## [Problem to work on]
Copy every line from the records below that holds the word "method".

## [Data in this exercise]
————————
//! Conversion helpers for on-chain field encodings.
//!
//! Ledger payloads carry addresses as hex strings and integer fields
//! (sequence numbers, prices, balances) as decimal strings so they survive
//! JSON without precision loss. Everything numeric decodes to `BigUint`;
//! floats are never used for monetary values.

use num_bigint::BigUint;
use num_traits::Num;

/// Normalize an on-chain address: lowercase, 0x-prefixed.
///
/// Addresses are used as natural keys, so every handler must store and
/// compare them in the same form.
pub fn normalize_address(addr: &str) -> String {
    let trimmed = addr.trim();
    let stripped = trimmed
        .strip_prefix("0x")
        .or_else(|| trimmed.strip_prefix("0X"))
        .unwrap_or(trimmed);
    format!("0x{}", stripped.to_lowercase())
}

/// Parse an arbitrary-precision unsigned integer from its decimal string
/// encoding. Sequence numbers on long-running chains can exceed u64.
pub fn parse_biguint(s: &str) -> Option<BigUint> {
    let trimmed = s.trim();
    if trimmed.is_empty() {
        return None;
    }
    BigUint::from_str_radix(trimmed, 10).ok()
}

/// Render a `BigUint` back to its decimal string encoding for storage.
pub fn biguint_to_string(v: &BigUint) -> String {
    v.to_str_radix(10)
}

#[cfg(test)]
mod tests {
    use super::*;

    #[test]
    fn test_normalize_address() {
        assert_eq!(normalize_address("0xABcD12"), "0xabcd12");
        assert_eq!(normalize_address("ABcD12"), "0xabcd12");
        assert_eq!(normalize_address("  0Xff00  "), "0xff00");
    }

    #[test]
    fn test_parse_biguint_beyond_u64() {
        // 2^64 = 18446744073709551616, one past u64::MAX
        let v = parse_biguint("18446744073709551616").unwrap();
        assert_eq!(biguint_to_string(&v), "18446744073709551616");
    }

    #[test]
    fn test_parse_biguint_rejects_garbage() {
        assert!(parse_biguint("").is_none());
        assert!(parse_biguint("12abc").is_none());
        assert!(parse_biguint("-5").is_none());
    }
}
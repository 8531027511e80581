//! JSON-RPC ledger client.
//!
//! Speaks the fullnode's `queryEvents` method: filter by Move event type,
//! resume from an opaque `(txDigest, eventSeq)` cursor, bounded page size,
//! ascending order.

use std::time::Duration;

use log::debug;
use serde::Deserialize;
use serde_json::json;

use crate::ledger::{EventCursor, EventPage, LedgerClient, LedgerError, LedgerEvent};
use crate::utils::parse_biguint;

/// JSON-RPC "invalid params" — the code the fullnode answers with when a
/// continuation cursor no longer resolves (pruned or from another epoch).
const RPC_INVALID_PARAMS: i64 = -32602;

#[derive(Debug, Deserialize)]
struct RpcResponse {
    result: Option<RpcEventPage>,
    error: Option<RpcError>,
}

#[derive(Debug, Deserialize)]
struct RpcError {
    code: i64,
    message: String,
}

#[derive(Debug, Deserialize)]
struct RpcEventPage {
    data: Vec<RpcEvent>,
    #[serde(rename = "nextCursor")]
    next_cursor: Option<EventCursor>,
    #[serde(rename = "hasNextPage")]
    has_next_page: bool,
}

#[derive(Debug, Deserialize)]
struct RpcEvent {
    id: EventCursor,
    #[serde(rename = "parsedJson")]
    parsed_json: serde_json::Value,
    #[serde(rename = "timestampMs")]
    timestamp_ms: Option<String>,
}

/// Production `LedgerClient` over HTTP JSON-RPC.
pub struct RpcLedgerClient {
    http: reqwest::Client,
    rpc_url: String,
}

impl RpcLedgerClient {
    pub fn new(rpc_url: String, request_timeout: Duration) -> anyhow::Result<Self> {
        let http = reqwest::Client::builder()
            .timeout(request_timeout)
            .build()?;

        Ok(Self { http, rpc_url })
    }
}

#[async_trait::async_trait]
impl LedgerClient for RpcLedgerClient {
    async fn query_events(
        &self,
        event_type: &str,
        cursor: Option<EventCursor>,
        limit: usize,
    ) -> Result<EventPage, LedgerError> {
        let request = json!({
            "jsonrpc": "2.0",
            "id": 1,
            "method": "suix_queryEvents",
            "params": [
                { "MoveEventType": event_type },
                cursor,
                limit,
                // descending_order
                false,
            ],
        });

        debug!("Querying ledger for {} (limit {})", event_type, limit);

        let response: RpcResponse = self
            .http
            .post(&self.rpc_url)
            .json(&request)
            .send()
            .await?
            .json()
            .await?;

        if let Some(err) = response.error {
            if err.code == RPC_INVALID_PARAMS {
                return Err(LedgerError::InvalidCursor);
            }
            return Err(LedgerError::Rpc {
                code: err.code,
                message: err.message,
            });
        }

        let page = response
            .result
            .ok_or_else(|| LedgerError::Decode("response carried neither result nor error".into()))?;

        let mut events = Vec::with_capacity(page.data.len());
        for raw in page.data {
            let sequence = parse_biguint(&raw.id.event_seq).ok_or_else(|| {
                LedgerError::Decode(format!("unparseable event sequence {:?}", raw.id.event_seq))
            })?;
            let timestamp_ms = raw.timestamp_ms.as_deref().and_then(|t| t.parse().ok());

            events.push(LedgerEvent {
                parsed_json: raw.parsed_json,
                tx_digest: raw.id.tx_digest,
                sequence,
                timestamp_ms,
            });
        }

        Ok(EventPage {
            events,
            next_cursor: page.next_cursor,
            has_more: page.has_next_page,
        })
    }
}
————————
## [Response to the task]
//! Speaks the fullnode's `queryEvents` method: filter by Move event type,
            "method": "suix_queryEvents",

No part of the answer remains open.